- _Exercise objective_:
A complete answer lists every line of the entries below where the string "before" appears.
..........
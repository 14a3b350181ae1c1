#![forbid(unsafe_code)]

use std::sync::Arc;

use parley_domain::{ConversationId, Identity, MessageId, RoomId, UserId};
use proptest::prelude::*;

use crate::server::store::{HistoryStore, InMemoryStore, MessageStore, SqlStore, Stores};

fn alice() -> Identity {
	Identity::new(UserId(1), "alice")
}

fn bob() -> Identity {
	Identity::new(UserId(2), "bob")
}

async fn sqlite() -> Stores {
	let store = Arc::new(SqlStore::connect("sqlite::memory:").await.expect("sqlite memory store"));
	Stores {
		messages: store.clone(),
		history: store,
	}
}

async fn exercise_room_history(stores: &Stores) {
	let mut ids = Vec::new();
	for i in 0..5 {
		let id = stores
			.messages
			.persist_room_message(RoomId(42), &alice(), &format!("m{i}"))
			.await
			.expect("persist");
		ids.push(id);
	}
	stores
		.messages
		.persist_room_message(RoomId(43), &bob(), "elsewhere")
		.await
		.expect("persist");

	assert!(ids.windows(2).all(|w| w[0] < w[1]), "ids increase: {ids:?}");

	let page = stores.history.fetch_room_history(RoomId(42), None, 2).await.expect("fetch");
	let got: Vec<MessageId> = page.iter().map(|m| m.id).collect();
	assert_eq!(got, vec![ids[4], ids[3]]);
	assert_eq!(page[0].content, "m4");
	assert_eq!(page[0].sender_id, UserId(1));
	assert_eq!(page[0].sender_username, "alice");
	assert_eq!(page[0].room_id, Some(RoomId(42)));
	assert_eq!(page[0].conversation_id, None);

	let older = stores
		.history
		.fetch_room_history(RoomId(42), Some(ids[3]), 10)
		.await
		.expect("fetch");
	let got: Vec<MessageId> = older.iter().map(|m| m.id).collect();
	assert_eq!(got, vec![ids[2], ids[1], ids[0]]);

	let empty = stores
		.history
		.fetch_room_history(RoomId(42), Some(ids[0]), 10)
		.await
		.expect("fetch");
	assert!(empty.is_empty());

	let unknown = stores.history.fetch_room_history(RoomId(7), None, 10).await.expect("fetch");
	assert!(unknown.is_empty());
}

async fn exercise_conversations(stores: &Stores) {
	let (c1, m1) = stores
		.messages
		.persist_direct_message(&alice(), UserId(2), "hi bob")
		.await
		.expect("persist");
	let (c2, m2) = stores
		.messages
		.persist_direct_message(&bob(), UserId(1), "hi alice")
		.await
		.expect("persist");
	assert_eq!(c1, c2, "both orderings share one conversation");
	assert!(m1 < m2);

	let (c3, _) = stores
		.messages
		.persist_direct_message(&alice(), UserId(3), "hi carol")
		.await
		.expect("persist");
	assert_ne!(c1, c3);

	let page = stores
		.history
		.fetch_conversation(c1, UserId(2), None, 10)
		.await
		.expect("fetch")
		.expect("bob is a participant");
	let contents: Vec<&str> = page.iter().map(|m| m.content.as_str()).collect();
	assert_eq!(contents, vec!["hi alice", "hi bob"]);
	assert!(page.iter().all(|m| m.conversation_id == Some(c1) && m.room_id.is_none()));

	let older = stores
		.history
		.fetch_conversation(c1, UserId(1), Some(m2), 10)
		.await
		.expect("fetch")
		.expect("alice is a participant");
	assert_eq!(older.len(), 1);
	assert_eq!(older[0].id, m1);

	assert!(
		stores
			.history
			.fetch_conversation(c1, UserId(3), None, 10)
			.await
			.expect("fetch")
			.is_none()
	);
	assert!(
		stores
			.history
			.fetch_conversation(ConversationId(9999), UserId(1), None, 10)
			.await
			.expect("fetch")
			.is_none()
	);
}

#[tokio::test]
async fn in_memory_room_history() {
	exercise_room_history(&Stores::in_memory()).await;
}

#[tokio::test]
async fn in_memory_conversations() {
	exercise_conversations(&Stores::in_memory()).await;
}

#[tokio::test]
async fn sqlite_room_history() {
	exercise_room_history(&sqlite().await).await;
}

#[tokio::test]
async fn sqlite_conversations() {
	exercise_conversations(&sqlite().await).await;
}

#[tokio::test]
async fn unsupported_database_scheme_is_rejected() {
	let err = SqlStore::connect("mysql://localhost/db").await.err().expect("rejected");
	assert!(err.to_string().contains("unsupported"), "{err:#}");
}

#[tokio::test]
async fn sqlite_keeps_created_at_to_the_millisecond() {
	let stores = sqlite().await;
	let before = chrono::Utc::now().timestamp_millis();
	stores
		.messages
		.persist_room_message(RoomId(1), &alice(), "x")
		.await
		.expect("persist");
	let after = chrono::Utc::now().timestamp_millis();

	let page = stores.history.fetch_room_history(RoomId(1), None, 1).await.expect("fetch");
	let at = page[0].created_at.timestamp_millis();
	assert!(before <= at && at <= after);
}

proptest! {
	#[test]
	fn walking_pages_visits_every_message_once(count in 0usize..40, limit in 1u32..8) {
		let rt = tokio::runtime::Builder::new_current_thread().build().expect("runtime");
		let walked = rt.block_on(async {
			let store = InMemoryStore::default();
			for i in 0..count {
				store
					.persist_room_message(RoomId(1), &alice(), &i.to_string())
					.await
					.expect("persist");
			}

			let mut walked = Vec::new();
			let mut before = None;
			loop {
				let page = store.fetch_room_history(RoomId(1), before, limit).await.expect("fetch");
				let Some(last) = page.last() else { break };
				before = Some(last.id);
				walked.extend(page.iter().map(|m| m.id.get()));
			}
			walked
		});

		let expected: Vec<i64> = (1..=count as i64).rev().collect();
		prop_assert_eq!(walked, expected);
	}
}
#![forbid(unsafe_code)]

use std::sync::Arc;

use parley_domain::{ConnectionId, Identity, RoomId, UserId};
use tokio::sync::mpsc;

use crate::server::lifecycle::Lifecycle;
use crate::server::registry::{ConnectionHandle, Presence, Registry};

fn handle(conn: u64, user: i64, name: &str) -> ConnectionHandle {
	let (tx, _rx) = mpsc::channel(1);
	ConnectionHandle::new(
		ConnectionId(conn),
		Identity::new(UserId(user), name),
		tx,
		Arc::new(Lifecycle::new()),
	)
}

#[test]
fn first_and_last_connection_drive_presence() {
	let mut reg = Registry::default();

	assert!(reg.insert(handle(1, 10, "alice")));
	assert!(!reg.insert(handle(2, 10, "alice")));
	assert!(reg.is_online(UserId(10)));
	assert_eq!(reg.user_connections(UserId(10)), vec![ConnectionId(1), ConnectionId(2)]);
	assert_eq!(
		reg.presence(UserId(10)),
		Some(Presence {
			username: "alice".to_string(),
			connections: 2,
		})
	);

	let removed = reg.remove(ConnectionId(1)).expect("registered");
	assert!(!removed.last_for_user());
	assert_eq!(removed.last_seen, None);
	assert!(reg.is_online(UserId(10)));

	let removed = reg.remove(ConnectionId(2)).expect("registered");
	assert!(removed.last_for_user());
	assert!(removed.last_seen.is_some());
	assert!(!reg.is_online(UserId(10)));
	assert_eq!(reg.presence(UserId(10)), None);

	assert!(reg.remove(ConnectionId(2)).is_none());
	assert_eq!(reg.connection_count(), 0);
}

#[test]
fn departed_users_leave_nothing_behind() {
	let mut reg = Registry::default();
	reg.insert(handle(1, 1, "alice"));

	for user in 100..1100 {
		let conn = user as u64;
		assert!(reg.insert(handle(conn, user, "drifter")));
		reg.join(ConnectionId(conn), RoomId(user));
		assert!(reg.remove(ConnectionId(conn)).is_some_and(|r| r.last_for_user()));
	}

	assert_eq!(reg.online_user_count(), 1);
	assert_eq!(reg.connection_count(), 1);
	assert_eq!(reg.room_count(), 0);
	assert!(reg.presence(UserId(500)).is_none());
}

#[test]
fn reconnect_is_online_again() {
	let mut reg = Registry::default();
	reg.insert(handle(1, 10, "alice"));
	reg.remove(ConnectionId(1));
	assert!(reg.insert(handle(2, 10, "alice")));

	let presence = reg.presence(UserId(10)).expect("presence");
	assert_eq!(presence.connections, 1);
	assert_eq!(reg.online_users(UserId(99)), vec![(UserId(10), "alice".to_string())]);
}

#[test]
fn join_and_leave_are_idempotent() {
	let mut reg = Registry::default();
	reg.insert(handle(1, 10, "alice"));

	assert_eq!(reg.join(ConnectionId(1), RoomId(42)), Some(true));
	assert_eq!(reg.join(ConnectionId(1), RoomId(42)), Some(false));
	assert_eq!(reg.members(RoomId(42)), vec![ConnectionId(1)]);
	assert!(reg.is_member(ConnectionId(1), RoomId(42)));

	assert!(reg.leave(ConnectionId(1), RoomId(42)));
	assert!(!reg.leave(ConnectionId(1), RoomId(42)));
	assert!(!reg.is_member(ConnectionId(1), RoomId(42)));
}

#[test]
fn join_from_unknown_connection_is_refused() {
	let mut reg = Registry::default();
	assert_eq!(reg.join(ConnectionId(7), RoomId(1)), None);
	assert_eq!(reg.room_count(), 0);
}

#[test]
fn empty_rooms_are_collected() {
	let mut reg = Registry::default();
	reg.insert(handle(1, 10, "alice"));
	reg.insert(handle(2, 20, "bob"));
	reg.join(ConnectionId(1), RoomId(1));
	reg.join(ConnectionId(1), RoomId(2));
	reg.join(ConnectionId(2), RoomId(2));
	assert_eq!(reg.room_count(), 2);

	reg.leave(ConnectionId(2), RoomId(2));
	assert_eq!(reg.room_count(), 2);

	let removed = reg.remove(ConnectionId(1)).expect("registered");
	assert_eq!(removed.rooms, vec![RoomId(1), RoomId(2)]);
	assert_eq!(reg.room_count(), 0);
	assert!(reg.members(RoomId(1)).is_empty());
}

#[test]
fn co_members_exclude_the_user_and_strangers() {
	let mut reg = Registry::default();
	reg.insert(handle(1, 10, "alice"));
	reg.insert(handle(2, 10, "alice"));
	reg.insert(handle(3, 20, "bob"));
	reg.insert(handle(4, 30, "carol"));
	reg.join(ConnectionId(1), RoomId(5));
	reg.join(ConnectionId(2), RoomId(5));
	reg.join(ConnectionId(3), RoomId(5));
	reg.join(ConnectionId(4), RoomId(6));

	assert_eq!(reg.co_members(UserId(10)), vec![ConnectionId(3)]);
	assert_eq!(reg.co_member_users(UserId(20)), vec![(UserId(10), "alice".to_string())]);
	assert!(reg.co_members(UserId(30)).is_empty());
	assert_eq!(reg.co_members_in(UserId(30), [RoomId(5)]), vec![ConnectionId(1), ConnectionId(2), ConnectionId(3)]);
}

#[test]
fn online_users_lists_each_user_once() {
	let mut reg = Registry::default();
	reg.insert(handle(1, 10, "alice"));
	reg.insert(handle(2, 10, "alice"));
	reg.insert(handle(3, 20, "bob"));
	reg.insert(handle(4, 30, "carol"));
	reg.remove(ConnectionId(4));

	assert_eq!(reg.online_users(UserId(20)), vec![(UserId(10), "alice".to_string())]);
	assert_eq!(reg.all_connections(), vec![ConnectionId(1), ConnectionId(2), ConnectionId(3)]);
}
..........
- _Answer space_:
	let before = chrono::Utc::now().timestamp_millis();
	assert!(before <= at && at <= after);
			let mut before = None;
				let page = store.fetch_room_history(RoomId(1), before, limit).await.expect("fetch");
				before = Some(last.id);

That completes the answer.